Leonid Reshetnikov

Personal information
- Full name: Leonid Aleksandrovich Reshetnikov
- Date of birth: 30 May 1986 (age 38)
- Height: 1.78 m (5 ft 10 in)
- Position(s): Midfielder

Senior career*
- Years: Team / Apps / (Gls)
- 2004: FC Rotor-2 Volgograd / 10 / (0)
- 2005: FC Tekstilshchik Kamyshin / 24 / (1)
- 2009: FC Dongazdobycha Sulin
- 2010: FC Bataysk-2007 / 15 / (2)
- 2012–2013: FC Taganrog / 39 / (8)
- 2013–2014: FC Khimki / 29 / (6)
- 2014–2015: FC Chernomorets Novorossiysk / 21 / (3)
- 2015–2016: FC Neftekhimik Nizhnekamsk / 48 / (12)
- 2017: FC Chayka Peschanokopskoye / 11 / (0)
- 2017: FC Mordovia Saransk / 11 / (1)
- 2018–2020: FC Luki-Energiya Velikiye Luki / 45 / (12)

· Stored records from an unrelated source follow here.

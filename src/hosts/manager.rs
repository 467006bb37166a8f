//! Best-effort hosts entries with scoped rollback

use std::collections::BTreeSet;
use std::path::{Path, PathBuf};

use parking_lot::Mutex;

use super::error::HostsFileError;
use super::file;
use crate::core::HostsConfig;

/// Result of an add request
#[derive(Debug, Clone, Copy, PartialEq, Eq)]
pub enum EntryOutcome {
    /// A line was written and the hostname recorded as auto-added
    Added,
    /// A loopback entry already existed; it is not ours to remove
    AlreadyPresent,
    /// The edit failed and was logged
    Failed,
}

/// Maps hostnames to loopback in the OS hosts table
///
/// Only hostnames written by this manager are tracked, so [`remove_all`]
/// never touches entries that pre-existed.
///
/// [`remove_all`]: HostEntryManager::remove_all
#[derive(Debug)]
pub struct HostEntryManager {
    hosts_file: PathBuf,
    auto_added: Mutex<BTreeSet<String>>,
}

impl HostEntryManager {
    pub fn new(hosts_file: impl Into<PathBuf>) -> Self {
        Self {
            hosts_file: hosts_file.into(),
            auto_added: Mutex::new(BTreeSet::new()),
        }
    }

    pub fn from_config(config: &HostsConfig) -> Self {
        Self::new(config.hosts_file.clone())
    }

    pub fn hosts_file(&self) -> &Path {
        &self.hosts_file
    }

    /// Map `hostname` to 127.0.0.1; failures are logged, never returned
    pub fn add_entry(&self, hostname: &str) -> EntryOutcome {
        match self.try_add(hostname) {
            Ok(outcome) => outcome,
            Err(e) => {
                tracing::warn!(hostname, error = %e, "Could not add hosts entry");
                EntryOutcome::Failed
            }
        }
    }

    fn try_add(&self, hostname: &str) -> Result<EntryOutcome, HostsFileError> {
        file::validate_hostname(hostname)?;
        let contents = file::read(&self.hosts_file)?;
        if file::has_loopback_entry(&contents, hostname) {
            tracing::debug!(hostname, "Hosts entry already present");
            return Ok(EntryOutcome::AlreadyPresent);
        }

        file::write(&self.hosts_file, &file::with_entry(&contents, hostname))?;
        self.auto_added.lock().insert(hostname.to_ascii_lowercase());
        tracing::info!(hostname, "Added hosts entry");
        Ok(EntryOutcome::Added)
    }

    /// Remove the loopback line for `hostname`; absent entries are a no-op.
    ///
    /// Returns `false` only when the table could not be edited.
    pub fn remove_entry(&self, hostname: &str) -> bool {
        match self.try_remove(hostname) {
            Ok(()) => {
                self.auto_added.lock().remove(&hostname.to_ascii_lowercase());
                true
            }
            Err(e) => {
                tracing::warn!(hostname, error = %e, "Could not remove hosts entry");
                false
            }
        }
    }

    fn try_remove(&self, hostname: &str) -> Result<(), HostsFileError> {
        let contents = file::read(&self.hosts_file)?;
        if let Some(updated) = file::without_entry(&contents, hostname) {
            file::write(&self.hosts_file, &updated)?;
            tracing::info!(hostname, "Removed hosts entry");
        }
        Ok(())
    }

    /// Remove every auto-added entry; the tracked set is cleared regardless
    pub fn remove_all(&self) {
        let snapshot = std::mem::take(&mut *self.auto_added.lock());
        for hostname in snapshot {
            if let Err(e) = self.try_remove(&hostname) {
                tracing::warn!(hostname = %hostname, error = %e, "Could not remove hosts entry");
            }
        }
    }

    pub fn was_auto_added(&self, hostname: &str) -> bool {
        self.auto_added.lock().contains(&hostname.to_ascii_lowercase())
    }

    pub fn auto_added(&self) -> Vec<String> {
        self.auto_added.lock().iter().cloned().collect()
    }
}
//! Local certificate authority and memoized leaf issuance

use std::path::{Path, PathBuf};
use std::sync::Arc;

use chrono::{DateTime, Utc};
use dashmap::DashMap;
use parking_lot::Mutex;
use rcgen::{
    BasicConstraints, Certificate, CertificateParams, DnType, ExtendedKeyUsagePurpose, IsCa,
    KeyPair, KeyUsagePurpose,
};
use time::OffsetDateTime;

use super::error::CertificateError;
use super::trust::{self, TrustStatus};
use crate::core::{TlsConfig, MAX_VALIDITY_DAYS};

const AUTHORITY_KEY_FILE: &str = "ca.key.pem";
const AUTHORITY_CERT_FILE: &str = "ca.cert.pem";

/// PEM-encoded key and certificate
#[derive(Debug, Clone, PartialEq, Eq)]
pub struct CertificateBundle {
    /// PKCS#8 private key (PEM)
    pub key: Vec<u8>,
    /// X.509 certificate (PEM)
    pub cert: Vec<u8>,
    /// Normalized domains the certificate covers
    pub domains: Vec<String>,
    pub not_after: DateTime<Utc>,
}

struct Authority {
    cert: Certificate,
    key: KeyPair,
    /// Certificate as first written; installed copies compare against this
    cert_pem: String,
}

/// Issues leaf certificates under a lazily created local authority
pub struct CertificateProvider {
    config: TlsConfig,
    authority: Mutex<Option<Arc<Authority>>>,
    leaves: DashMap<String, Arc<CertificateBundle>>,
}

/// Cache key for a domain set: trimmed, lower-cased, de-duplicated, sorted
pub fn normalize_domains<S: AsRef<str>>(domains: &[S]) -> Vec<String> {
    let mut normalized: Vec<String> = domains
        .iter()
        .map(|d| d.as_ref().trim().to_ascii_lowercase())
        .filter(|d| !d.is_empty())
        .collect();
    normalized.sort();
    normalized.dedup();
    normalized
}

impl CertificateProvider {
    pub fn new(config: TlsConfig) -> Self {
        Self {
            config,
            authority: Mutex::new(None),
            leaves: DashMap::new(),
        }
    }

    pub fn default_domains(&self) -> &[String] {
        &self.config.default_domains
    }

    /// Get the certificate for a domain set, issuing it on first request.
    ///
    /// Any ordering of the same set returns the same `Arc`.
    pub fn get_certificate<S: AsRef<str>>(
        &self,
        domains: &[S],
    ) -> Result<Arc<CertificateBundle>, CertificateError> {
        let domains = normalize_domains(domains);
        if domains.is_empty() {
            return Err(CertificateError::NoDomains);
        }

        let cache_key = domains.join(",");
        if let Some(bundle) = self.leaves.get(&cache_key) {
            return Ok(Arc::clone(bundle.value()));
        }

        let authority = self.authority()?;
        let bundle = Arc::new(self.issue(&authority, domains)?);
        tracing::info!(domains = %cache_key, "Issued preview certificate");

        Ok(Arc::clone(
            self.leaves.entry(cache_key).or_insert(bundle).value(),
        ))
    }

    /// PEM of the authority root, creating the authority if needed
    pub fn authority_certificate_pem(&self) -> Result<String, CertificateError> {
        Ok(self.authority()?.cert_pem.clone())
    }

    /// Whether the authority has been created (or loaded) in this process
    pub fn has_authority(&self) -> bool {
        self.authority.lock().is_some()
    }

    /// Number of distinct domain sets issued so far
    pub fn cached_certificates(&self) -> usize {
        self.leaves.len()
    }

    /// Where an installed copy of the authority root is expected
    pub fn trust_anchor_path(&self) -> Option<PathBuf> {
        self.config
            .trust_anchor_path
            .clone()
            .or_else(|| trust::default_trust_anchor(&self.config.authority_name))
    }

    /// Whether the authority root in use is installed at the trust anchor.
    ///
    /// Never creates the authority. A stored authority that has not been
    /// loaded yet is compared from its storage directory.
    pub fn trust_status(&self) -> TrustStatus {
        let Some(path) = self.trust_anchor_path() else {
            return TrustStatus::Unavailable;
        };
        let authority_pem = match self.authority.lock().as_ref() {
            Some(authority) => Some(authority.cert_pem.clone()),
            None => self
                .config
                .authority_dir
                .as_ref()
                .and_then(|dir| std::fs::read_to_string(dir.join(AUTHORITY_CERT_FILE)).ok()),
        };
        trust::inspect(&path, authority_pem.as_deref())
    }

    /// Best-effort trust check; undeterminable counts as untrusted
    pub fn is_authority_trusted(&self) -> bool {
        self.trust_status() == TrustStatus::Trusted
    }

    fn authority(&self) -> Result<Arc<Authority>, CertificateError> {
        let mut slot = self.authority.lock();
        if let Some(authority) = slot.as_ref() {
            return Ok(Arc::clone(authority));
        }

        let authority = match &self.config.authority_dir {
            Some(dir) => match load_authority(dir)? {
                Some(authority) => {
                    tracing::debug!(dir = %dir.display(), "Loaded certificate authority");
                    authority
                }
                None => {
                    let authority = self.create_authority()?;
                    store_authority(dir, &authority)?;
                    authority
                }
            },
            None => self.create_authority()?,
        };

        let authority = Arc::new(authority);
        *slot = Some(Arc::clone(&authority));
        Ok(authority)
    }

    fn create_authority(&self) -> Result<Authority, CertificateError> {
        let build = || -> Result<Authority, rcgen::Error> {
            let key = KeyPair::generate()?;
            let mut params = CertificateParams::default();
            params
                .distinguished_name
                .push(DnType::CommonName, self.config.authority_name.clone());
            params.is_ca = IsCa::Ca(BasicConstraints::Unconstrained);
            params.key_usages = vec![
                KeyUsagePurpose::KeyCertSign,
                KeyUsagePurpose::CrlSign,
                KeyUsagePurpose::DigitalSignature,
            ];
            let (not_before, not_after) = validity(self.config.authority_validity_days);
            params.not_before = not_before;
            params.not_after = not_after;

            let cert = params.self_signed(&key)?;
            let cert_pem = cert.pem();
            Ok(Authority {
                cert,
                key,
                cert_pem,
            })
        };

        let authority = build().map_err(|source| CertificateError::Authority { source })?;
        tracing::info!(name = %self.config.authority_name, "Created certificate authority");
        Ok(authority)
    }

    fn issue(
        &self,
        authority: &Authority,
        domains: Vec<String>,
    ) -> Result<CertificateBundle, CertificateError> {
        let build = || -> Result<(Certificate, KeyPair), rcgen::Error> {
            let mut params = CertificateParams::new(domains.clone())?;
            params
                .distinguished_name
                .push(DnType::CommonName, domains[0].clone());
            params.key_usages = vec![
                KeyUsagePurpose::DigitalSignature,
                KeyUsagePurpose::KeyEncipherment,
            ];
            params.extended_key_usages = vec![ExtendedKeyUsagePurpose::ServerAuth];
            let (not_before, not_after) = validity(self.config.leaf_validity_days);
            params.not_before = not_before;
            params.not_after = not_after;

            let key = KeyPair::generate()?;
            let cert = params.signed_by(&key, &authority.cert, &authority.key)?;
            Ok((cert, key))
        };

        let (cert, key) = build().map_err(|source| CertificateError::Issue {
            domains: domains.join(","),
            source,
        })?;

        Ok(CertificateBundle {
            key: key.serialize_pem().into_bytes(),
            cert: cert.pem().into_bytes(),
            not_after: Utc::now()
                .checked_add_signed(chrono::Duration::days(i64::from(validity_days(
                    self.config.leaf_validity_days,
                ))))
                .unwrap_or(DateTime::<Utc>::MAX_UTC),
            domains,
        })
    }
}

fn validity_days(days: u32) -> u32 {
    days.min(MAX_VALIDITY_DAYS)
}

fn validity(days: u32) -> (OffsetDateTime, OffsetDateTime) {
    let now = OffsetDateTime::now_utc();
    let not_after = now
        .checked_add(time::Duration::days(i64::from(validity_days(days))))
        .unwrap_or(now);
    (now - time::Duration::hours(1), not_after)
}

fn load_authority(dir: &Path) -> Result<Option<Authority>, CertificateError> {
    let key_path = dir.join(AUTHORITY_KEY_FILE);
    let cert_path = dir.join(AUTHORITY_CERT_FILE);

    let (key_pem, cert_pem) = match (
        std::fs::read_to_string(&key_path),
        std::fs::read_to_string(&cert_path),
    ) {
        (Ok(key), Ok(cert)) => (key, cert),
        (Err(e), _) if e.kind() == std::io::ErrorKind::NotFound => return Ok(None),
        (_, Err(e)) if e.kind() == std::io::ErrorKind::NotFound => return Ok(None),
        (Err(source), _) => return Err(CertificateError::Storage { path: key_path, source }),
        (_, Err(source)) => return Err(CertificateError::Storage { path: cert_path, source }),
    };

    let corrupted = |source| CertificateError::Corrupted {
        path: dir.to_path_buf(),
        source,
    };
    let key = KeyPair::from_pem(&key_pem).map_err(corrupted)?;
    let cert = CertificateParams::from_ca_cert_pem(&cert_pem)
        .and_then(|params| params.self_signed(&key))
        .map_err(corrupted)?;

    Ok(Some(Authority {
        cert,
        key,
        cert_pem,
    }))
}

fn store_authority(dir: &Path, authority: &Authority) -> Result<(), CertificateError> {
    let storage = |path: &Path| {
        let path = path.to_path_buf();
        move |source| CertificateError::Storage { path, source }
    };

    std::fs::create_dir_all(dir).map_err(storage(dir))?;
    let key_path = dir.join(AUTHORITY_KEY_FILE);
    write_private(&key_path, authority.key.serialize_pem().as_bytes()).map_err(storage(&key_path))?;
    let cert_path = dir.join(AUTHORITY_CERT_FILE);
    std::fs::write(&cert_path, authority.cert_pem.as_bytes()).map_err(storage(&cert_path))?;

    tracing::debug!(dir = %dir.display(), "Stored certificate authority");
    Ok(())
}

#[cfg(unix)]
fn write_private(path: &Path, contents: &[u8]) -> std::io::Result<()> {
    use std::io::Write;
    use std::os::unix::fs::OpenOptionsExt;

    let mut file = std::fs::OpenOptions::new()
        .write(true)
        .create(true)
        .truncate(true)
        .mode(0o600)
        .open(path)?;
    file.write_all(contents)
}

#[cfg(not(unix))]
fn write_private(path: &Path, contents: &[u8]) -> std::io::Result<()> {
    std::fs::write(path, contents)
}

= Leonid Reshetnikov (footballer) =

Russian footballer

Leonid Aleksandrovich Reshetnikov (Леонид Александрович Решетников; born 30 May 1986) is a Russian former professional football player.

==Club career==
He made his Russian Football National League debut for FC Neftekhimik Nizhnekamsk on 11 July 2016 in a game against FC Yenisey Krasnoyarsk.